Para pintar o gramado, Clements decidiu que passaria apenas uma hora por dia de sua residência de seis semanas na Úmbria pintando uma seção de cerca de um metro quadrado de gramado. Ela fez isso por 23 dias consecutivos. "O que me interessou foi que um gramado está sempre crescendo", diz ela. “Às vezes, mesmo ao longo de 24 horas, seria difícil encontrar meu lugar novamente.
"Não sou botânico e sou péssimo jardineiro, mas foi fascinante passar esse tempo com um metro quadrado de gramado."
Sobre Dawn Clements
Dawn Clements (d. 2018) cresceu em Chelmsford, Massachusetts, onde seu pai era artista. Algumas de suas primeiras lembranças estavam desenhando com ele em seu estúdio. Na faculdade, ela estudou filme antes de finalmente seguir uma carreira na arte. “Conheço música e filme influenciou meu trabalho e me incentivou a considerar como nos movemos e constantemente estruturamos, interpretamos e apresentamos nossas experiências à medida que avançamos em nossas vidas”, disse ela. “Cheguei a pensar na observação como olhando atentamente, mas também ouvindo e tocando. Passei a apreciar pontos de vista que se movem e mudam.”

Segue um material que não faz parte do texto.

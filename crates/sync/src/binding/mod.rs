//! Live bindings between a descriptor and its result.
//!
//! # State machine
//!
//! A binding is `Idle`, `Loading`, `Ready`, or `Failed` (see [`Phase`]).
//! Descriptor changes, manual refetches, and debounced invalidations move a
//! settled binding back into a fetch; silent fetches do so without touching
//! `loading`.
//!
//! # Fetch ordering
//!
//! A binding has at most one live fetch. Starting a fetch cancels the
//! previous token first, and a response is applied only if its token is
//! still the current one. A slow response from a superseded fetch therefore
//! never overwrites a newer result, even if the transport ignores
//! cancellation.
//!
//! # Locking
//!
//! All mutable state sits behind one `parking_lot` mutex that is never held
//! across an await. Transport calls, timers, and the feed pump run in
//! spawned tasks holding only a weak reference, and re-enter through the
//! mutex when they finish.

use std::sync::Arc;

use parking_lot::Mutex;
use tavola_query::{FetchRequest, QueryDescriptor, TransportError};
use tokio::sync::watch;

use crate::debounce::DebounceSlot;
use crate::engine::EngineCore;
use crate::error::QueryError;
use crate::state::{FetchMode, Phase, QueryState};
use crate::task::{self, TaskKind};
use crate::token::{FetchToken, PendingFetch};

mod wiring;

#[cfg(test)]
mod tests;

use wiring::Wiring;

/// Identifier of one binding, unique per engine.
pub type BindingId = u64;

#[derive(Debug, Clone, Copy, PartialEq, Eq)]
enum Status {
	Active,
	Inactive,
	Invalid,
	Disposed,
}

struct BindingInner {
	descriptor: QueryDescriptor,
	status: Status,
	pending: Option<PendingFetch>,
	timer: DebounceSlot,
	wiring: Option<Wiring>,
	/// A fetch has succeeded since the descriptor was last activated from
	/// the inactive or invalid state.
	has_result: bool,
}

pub(crate) struct Shared<T: Send + Sync + 'static> {
	id: BindingId,
	engine: Arc<EngineCore<T>>,
	inner: Mutex<BindingInner>,
	state: watch::Sender<QueryState<T>>,
}

impl<T: Send + Sync + 'static> Shared<T> {
	pub(crate) fn bind(id: BindingId, engine: Arc<EngineCore<T>>, descriptor: QueryDescriptor) -> Arc<Self> {
		tracing::debug!(binding = id, descriptor = %descriptor, "sync.bind");
		let shared = Arc::new(Self {
			id,
			engine,
			inner: Mutex::new(BindingInner {
				descriptor,
				status: Status::Inactive,
				pending: None,
				timer: DebounceSlot::default(),
				wiring: None,
				has_result: false,
			}),
			state: watch::Sender::new(QueryState::idle()),
		});
		{
			let mut inner = shared.inner.lock();
			shared.activate(&mut inner);
		}
		shared
	}

	/// Brings the binding in line with `inner.descriptor`.
	fn activate(self: &Arc<Self>, inner: &mut BindingInner) {
		if inner.descriptor.is_inactive() {
			inner.wiring = None;
			inner.status = Status::Inactive;
			inner.has_result = false;
			self.state.send_replace(QueryState::idle());
			tracing::debug!(binding = self.id, "sync.idle");
			return;
		}

		if let Err(error) = inner.descriptor.validate() {
			tracing::warn!(binding = self.id, %error, "sync.invalid_descriptor");
			inner.wiring = None;
			inner.status = Status::Invalid;
			inner.has_result = false;
			self.state.send_replace(QueryState::invalid(error.into()));
			return;
		}

		let resources = inner.descriptor.resources().to_vec();
		if inner.wiring.as_ref().is_some_and(|w| w.covers(&resources)) {
			tracing::trace!(binding = self.id, "sync.wiring.reused");
		} else {
			// Tear the old wiring down before opening the new one.
			inner.wiring = None;
			inner.wiring = Some(Wiring::connect(self, resources));
		}

		if inner.status == Status::Invalid {
			self.state.send_modify(|s| s.error = None);
		}
		inner.status = Status::Active;
		self.start_fetch(inner, FetchMode::Visible);
	}

	fn start_fetch(self: &Arc<Self>, inner: &mut BindingInner, mode: FetchMode) {
		if inner.status != Status::Active {
			return;
		}
		// The previous token dies before the next one exists.
		self.cancel_pending(inner);
		let token = FetchToken::new(self.engine.clock.next());
		let Some(request) = FetchRequest::from_descriptor(&inner.descriptor, token.transport_token()) else {
			return;
		};

		inner.pending = Some(PendingFetch::new(token.clone()));
		if !mode.is_silent() {
			self.state.send_modify(|s| {
				s.loading = true;
				s.phase = Phase::Loading;
			});
		}
		tracing::debug!(
			binding = self.id,
			generation = token.generation(),
			silent = mode.is_silent(),
			resource = %request.resource,
			"sync.fetch.start"
		);

		let transport = Arc::clone(&self.engine.transport);
		let binding = Arc::downgrade(self);
		task::spawn(&self.engine.runtime, TaskKind::Fetch, async move {
			let result = transport.fetch(request).await;
			if let Some(shared) = binding.upgrade() {
				shared.complete_fetch(&token, result);
			}
		});
	}

	fn complete_fetch(&self, token: &FetchToken, result: Result<Vec<T>, TransportError>) {
		let mut inner = self.inner.lock();
		let is_current = inner.pending.as_ref().is_some_and(|p| p.is_current(token));
		if !is_current || token.is_cancelled() {
			tracing::trace!(binding = self.id, generation = token.generation(), "sync.fetch.stale");
			return;
		}
		let Some(pending) = inner.pending.take() else {
			return;
		};
		let elapsed = pending.started_at.elapsed();

		match result {
			Ok(items) => {
				inner.has_result = true;
				tracing::debug!(
					binding = self.id,
					generation = token.generation(),
					rows = items.len(),
					?elapsed,
					"sync.fetch.applied"
				);
				self.state.send_modify(|s| {
					s.items = Arc::new(items);
					s.error = None;
					s.loading = false;
					s.phase = Phase::Ready;
				});
			}
			Err(TransportError::Aborted) => {
				tracing::debug!(binding = self.id, generation = token.generation(), "sync.fetch.aborted");
				let has_result = inner.has_result;
				self.state.send_modify(|s| s.settle(has_result));
			}
			Err(TransportError::Failed { message }) => {
				tracing::warn!(
					binding = self.id,
					generation = token.generation(),
					%message,
					?elapsed,
					"sync.fetch.failed"
				);
				self.state.send_modify(|s| {
					s.error = Some(QueryError::Transport(message));
					s.loading = false;
					s.phase = Phase::Failed;
				});
			}
		}
	}

	fn cancel_pending(&self, inner: &mut BindingInner) -> bool {
		match inner.pending.take() {
			Some(pending) => {
				pending.token.cancel();
				tracing::debug!(binding = self.id, generation = pending.token.generation(), "sync.fetch.cancel");
				true
			}
			None => false,
		}
	}

	fn rebind(self: &Arc<Self>, descriptor: QueryDescriptor) -> bool {
		let mut inner = self.inner.lock();
		if inner.status == Status::Disposed {
			tracing::warn!(binding = self.id, "sync.rebind_after_dispose");
			return false;
		}
		if inner.descriptor == descriptor {
			tracing::trace!(binding = self.id, "sync.rebind.unchanged");
			return false;
		}
		tracing::debug!(binding = self.id, from = %inner.descriptor, to = %descriptor, "sync.rebind");
		self.cancel_pending(&mut inner);
		inner.timer.clear();
		inner.descriptor = descriptor;
		self.activate(&mut inner);
		true
	}

	fn refetch(self: &Arc<Self>, mode: FetchMode) -> bool {
		let mut inner = self.inner.lock();
		if inner.status != Status::Active {
			tracing::debug!(binding = self.id, status = ?inner.status, "sync.refetch.skipped");
			return false;
		}
		// The manual fetch covers whatever the timer was waiting to fetch.
		inner.timer.clear();
		self.start_fetch(&mut inner, mode);
		true
	}

	pub(crate) fn schedule_coalesced_fetch(self: &Arc<Self>) {
		let mut inner = self.inner.lock();
		if inner.status != Status::Active {
			return;
		}
		let seq = inner.timer.next_seq();
		let window = self.engine.config.debounce();
		let binding = Arc::downgrade(self);
		let handle = task::spawn(&self.engine.runtime, TaskKind::Debounce, async move {
			tokio::time::sleep(window).await;
			if let Some(shared) = binding.upgrade() {
				shared.fire_debounce(seq);
			}
		});
		let replaced = inner.timer.arm(seq, handle);
		tracing::trace!(binding = self.id, seq, replaced, "sync.debounce.arm");
	}

	fn fire_debounce(self: &Arc<Self>, seq: u64) {
		let mut inner = self.inner.lock();
		if !inner.timer.claim(seq) {
			return;
		}
		tracing::debug!(binding = self.id, seq, "sync.debounce.fire");
		self.start_fetch(&mut inner, FetchMode::Silent);
	}

	fn dispose(&self) -> bool {
		let mut inner = self.inner.lock();
		if inner.status == Status::Disposed {
			return false;
		}
		self.cancel_pending(&mut inner);
		inner.timer.clear();
		inner.wiring = None;
		inner.status = Status::Disposed;
		let has_result = inner.has_result;
		self.state.send_if_modified(|s| {
			if s.loading {
				s.settle(has_result);
				true
			} else {
				false
			}
		});
		tracing::debug!(binding = self.id, "sync.dispose");
		true
	}
}

/// Consumer handle to one binding.
///
/// Exposes the current [`QueryState`] and the operations that drive the
/// binding. Dropping the handle disposes the binding.
pub struct QueryHandle<T: Send + Sync + 'static> {
	shared: Arc<Shared<T>>,
}

impl<T: Send + Sync + 'static> QueryHandle<T> {
	pub(crate) fn new(shared: Arc<Shared<T>>) -> Self {
		Self { shared }
	}

	/// Binding identifier.
	pub fn id(&self) -> BindingId {
		self.shared.id
	}

	/// Descriptor currently bound.
	pub fn descriptor(&self) -> QueryDescriptor {
		self.shared.inner.lock().descriptor.clone()
	}

	/// Snapshot of the current state.
	pub fn state(&self) -> QueryState<T> {
		self.shared.state.borrow().clone()
	}

	/// Receiver notified on every state change.
	pub fn watch(&self) -> watch::Receiver<QueryState<T>> {
		self.shared.state.subscribe()
	}

	/// Replaces the descriptor.
	///
	/// A value-equal descriptor is a no-op. Otherwise the pending fetch is
	/// cancelled, the feed is rewired if the resource set changed, and a
	/// visible fetch starts. Returns true if the descriptor changed.
	pub fn rebind(&self, descriptor: QueryDescriptor) -> bool {
		self.shared.rebind(descriptor)
	}

	/// Fetches now, bypassing the debounce.
	///
	/// Returns false when the binding is inactive, invalid, or disposed.
	pub fn refetch(&self, mode: FetchMode) -> bool {
		self.shared.refetch(mode)
	}

	/// Schedules a silent fetch after the debounce window, restarting the
	/// window if one is already pending.
	pub fn schedule_coalesced_fetch(&self) {
		self.shared.schedule_coalesced_fetch();
	}

	/// Stops the binding: cancels the pending fetch and the timer, closes the
	/// feed channel, and leaves the bus. Returns false if already disposed.
	pub fn dispose(&self) -> bool {
		self.shared.dispose()
	}

	/// Returns true once disposed.
	pub fn is_disposed(&self) -> bool {
		self.shared.inner.lock().status == Status::Disposed
	}
}

impl<T: Send + Sync + 'static> Drop for QueryHandle<T> {
	fn drop(&mut self) {
		self.shared.dispose();
	}
}

impl<T: Send + Sync + 'static> std::fmt::Debug for QueryHandle<T> {
	fn fmt(&self, f: &mut std::fmt::Formatter<'_>) -> std::fmt::Result {
		let inner = self.shared.inner.lock();
		f.debug_struct("QueryHandle")
			.field("id", &self.shared.id)
			.field("status", &inner.status)
			.field("descriptor", &inner.descriptor.canonical())
			.field("fetch_pending", &inner.pending.is_some())
			.field("debounce_armed", &inner.timer.is_armed())
			.finish()
	}
}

O trabalho de Clements foi exibido amplamente ao longo de muitos anos, inclusive na Bienal de Whitney 2010. Também está incluído nas coleções permanentes do Museu de Arte Moderna; o Museu Whitney de Arte Americana; O Museu Tang, em Saratoga Springs, NY; Coleção Deutsche Bank; A coleção Saatchi, em Londres; A Galeria de Arte Henry; a Universidade de Washington, em Seattle, Washington; e Colecção Madeira Corporate Services, em Portugal.